Foi Agostinho da Silva que nos brindou com uma frase que me parece ser particularmente admirável. “Temos, sobretudo, de aprender duas coisas: aprender o extraordinário que é o mundo e aprender a ser bastante largo por dentro, para o mundo todo poder entrar”. Quando queremos refletir acerca daquilo de que os artistas, que são parte integrante do tecido social, precisam, especialmente numa altura em que vemos a terrível pandemia a alterar o paradigma, devemos lembrar-nos destas palavras.

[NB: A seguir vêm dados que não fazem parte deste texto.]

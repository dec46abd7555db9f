//! Error handling for circuit-vis
//!
//! This module defines the crate error type and a Result alias for use
//! throughout the library. The text grammar parser is best-effort and never
//! produces an error; everything else surfaces failures through [`CircuitError`].

use thiserror::Error;

/// Main error type for circuit-vis operations
#[derive(Error, Debug)]
pub enum CircuitError {
    /// The vector cannot be split into a head element plus destination pairs
    #[error("Malformed circuit vector: length {len} does not leave an even number of destinations")]
    MalformedVector { len: usize },

    /// Rank classification needs three distinct magnitudes
    #[error("Insufficient distinct values: need 3, found {found}")]
    InsufficientDistinctValues { found: usize },

    /// A line of a vector data file could not be read
    #[error("Data file error on line {line}: {message}")]
    DataFile { line: usize, message: String },

    /// The weight list does not line up with the decoded stream edges
    #[error("Weight count mismatch: expected {expected} weights, found {found}")]
    WeightCount { expected: usize, found: usize },

    /// Errors related to configuration loading/saving
    #[error("Configuration error: {0}")]
    Config(String),

    /// Errors raised by a rendering backend
    #[error("Render error: {0}")]
    Render(String),

    /// IO errors
    #[error("IO error: {0}")]
    Io(#[from] std::io::Error),

    /// Generic errors with context
    #[error("{context}: {source}")]
    WithContext {
        context: String,
        #[source]
        source: Box<CircuitError>,
    },
}

impl CircuitError {
    /// Add context to an error
    pub fn with_context(self, context: impl Into<String>) -> Self {
        CircuitError::WithContext {
            context: context.into(),
            source: Box::new(self),
        }
    }

    /// Strip any context wrappers and return the underlying error
    pub fn root(&self) -> &CircuitError {
        match self {
            CircuitError::WithContext { source, .. } => source.root(),
            other => other,
        }
    }
}

/// Result type alias for circuit-vis operations
pub type Result<T> = std::result::Result<T, CircuitError>;

/// Extension trait for adding context to Results
pub trait ResultExt<T> {
    /// Add context to an error result
    fn context(self, context: impl Into<String>) -> Result<T>;

    /// Add context lazily to an error result
    fn with_context<F>(self, f: F) -> Result<T>
    where
        F: FnOnce() -> String;
}

impl<T> ResultExt<T> for Result<T> {
    fn context(self, context: impl Into<String>) -> Result<T> {
        self.map_err(|e| e.with_context(context))
    }

    fn with_context<F>(self, f: F) -> Result<T>
    where
        F: FnOnce() -> String,
    {
        self.map_err(|e| e.with_context(f()))
    }
}

impl<T> ResultExt<T> for std::result::Result<T, std::io::Error> {
    fn context(self, context: impl Into<String>) -> Result<T> {
        self.map_err(|e| CircuitError::Io(e).with_context(context))
    }

    fn with_context<F>(self, f: F) -> Result<T>
    where
        F: FnOnce() -> String,
    {
        self.map_err(|e| CircuitError::Io(e).with_context(f()))
    }
}

#[cfg(test)]
mod tests {
    use super::*;

    #[test]
    fn test_error_display() {
        let err = CircuitError::MalformedVector { len: 4 };
        assert!(err.to_string().contains("length 4"));

        let err = CircuitError::InsufficientDistinctValues { found: 1 };
        assert_eq!(
            err.to_string(),
            "Insufficient distinct values: need 3, found 1"
        );
    }

    #[test]
    fn test_error_with_context() {
        let err = CircuitError::Config("bad rankdir".to_string());
        let with_ctx = err.with_context("Failed to load config");
        assert!(with_ctx.to_string().contains("Failed to load config"));
        assert!(matches!(with_ctx.root(), CircuitError::Config(_)));
    }

    #[test]
    fn test_io_result_context() {
        let res: std::result::Result<(), std::io::Error> = Err(std::io::Error::new(
            std::io::ErrorKind::NotFound,
            "missing",
        ));
        let err = res.context("Reading circuit.txt").unwrap_err();
        assert!(err.to_string().starts_with("Reading circuit.txt"));
        assert!(matches!(err.root(), CircuitError::Io(_)));
    }
}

É sempre interessante contemplar a relação que temos com o mundo exterior, ou seja, com a natureza, da qual recebemos fantásticas características, como o corpo, a inteligência e a capacidade criativa. Simultaneamente, devemos também perceber o (nosso) mundo interior e fazê-lo crescer, ou, pegando nas palavras de Agostinho da Silva, alargá-lo. Isto é especialmente crucial para os artistas, que devem ter esta ideia em mente e começar um processo de autoaprendizagem, percebendo, ao mesmo tempo, que as próprias artes funcionam a partir de dentro. Além disso, é importante que os artistas não se esqueçam de que a beleza, e também a sua antítese, devem fazer parte da sua pesquisa e da capacidade de verem, ouvirem e sentirem, que são características tão portuguesas e tão relevantes.

Por outro lado, considero que a própria sociedade tem de começar a olhar para os artistas de uma outra forma e esquecer a vertente mais romântica, ou até estereotipada, associada aos mesmos. A vida dos artistas é dedicada, de alguma forma, a aprender e a procurar soluções na relação entre si e os outros. Enquanto artista, gosto de relembrar quem me rodeia de que a Cultura, da qual somos herdeiros, é algo que se constrói e que se vai, de certa forma, movendo. Por isso, devemos, hoje, criar em conjunto uma Cultura diferente, uma outra forma de estar e, especialmente, transformar a maneira como nos relacionamos uns com os outros.

Recordo-me, algumas vezes, de um momento muito corriqueiro pelo qual passei e que me fez pensar sobre um aspeto importante. Olhei para duas garrafas de água, que peguei e trouxe para a minha secretária e lembrei-me de África onde por vezes tenho trabalhado. Estas garrafas de água que tão comuns são em Portugal, são coisas raras e dispendiosas noutros lugares. Nem todos têm acesso a esses bens essenciais como nós aqui.  Do mesmo modo, a cultura e as artes como água são coisas raras e ao mesmo tempo são elementos banais e essenciais à vida. Enquanto subia as escadas para me sentar ao computador apercebi-me de que a água é um bem que não chega a toda a gente. Acontece o mesmo com a cultura. As Artes e a Cultura têm a especial missão de refletir sobre cada detalhe relativo a esta desigualdade, e a tantas outras, e concluir acerca da melhor forma de encontrar soluções para tornar a vida mais “larga”, mais aberta. O trabalho artístico deve ser uma zona de contacto com a beleza, com o transcendente e com outras formas de vida e de costumes.

Do que precisam, então, os artistas? Precisam de instrumentos, ou de recursos, e de compreensão por parte da sociedade em geral, como os governantes, os jornalistas, os espetadores e tantas outras partes integrantes da mesma. Uma compreensão que é exigência. Deve haver uma proximidade e um diálogo constante entre os artistas e a sociedade, para que todos se apercebam de que a comunidade não faz sentido sem a Cultura. Sem as Artes e sem a criatividade a elas associada, o corpo social perde uma das suas funções mais importantes, que é abrir o mundo e partilhar toda esta fascinante beleza. Uma compreensão que é por isso coragem colectiva e partilhada. Um dar as mãos em face do medo e do receio que se antepõe à vida e às suas múltiplas expressões e diversidade.

É preciso coragem para continuar a apostar na Cultura e nos artistas, hoje em dia. Ir ver um espetáculo, como um teatro ou um concerto, implica uma bravura muito grande, pois existe sempre o medo de causar mal-estar nos outros. Hoje ainda mais, porque estar em conjunto em face do outro é sinónimo de risco. Mas também de podermos criar uma imunidade colectiva. A vida é isso mesmo, a criação de sucessivas imunidades que nos alargam as possibilidades de sermos mais humanos. De sermos e termos mais humanidade. É preciso relembrarmo-nos de que as Artes contribuem para a construção do ser humano e esta interação deve ser feita face a face. Os artistas precisam de contar histórias, e essas histórias devem ser ouvidas por alguém que esteja disponível para alargar o corpo e interiorizar o mundo exterior. Cada história é um ser que nos abre caminhos entre o mundo exterior e o nosso desconhecido interior.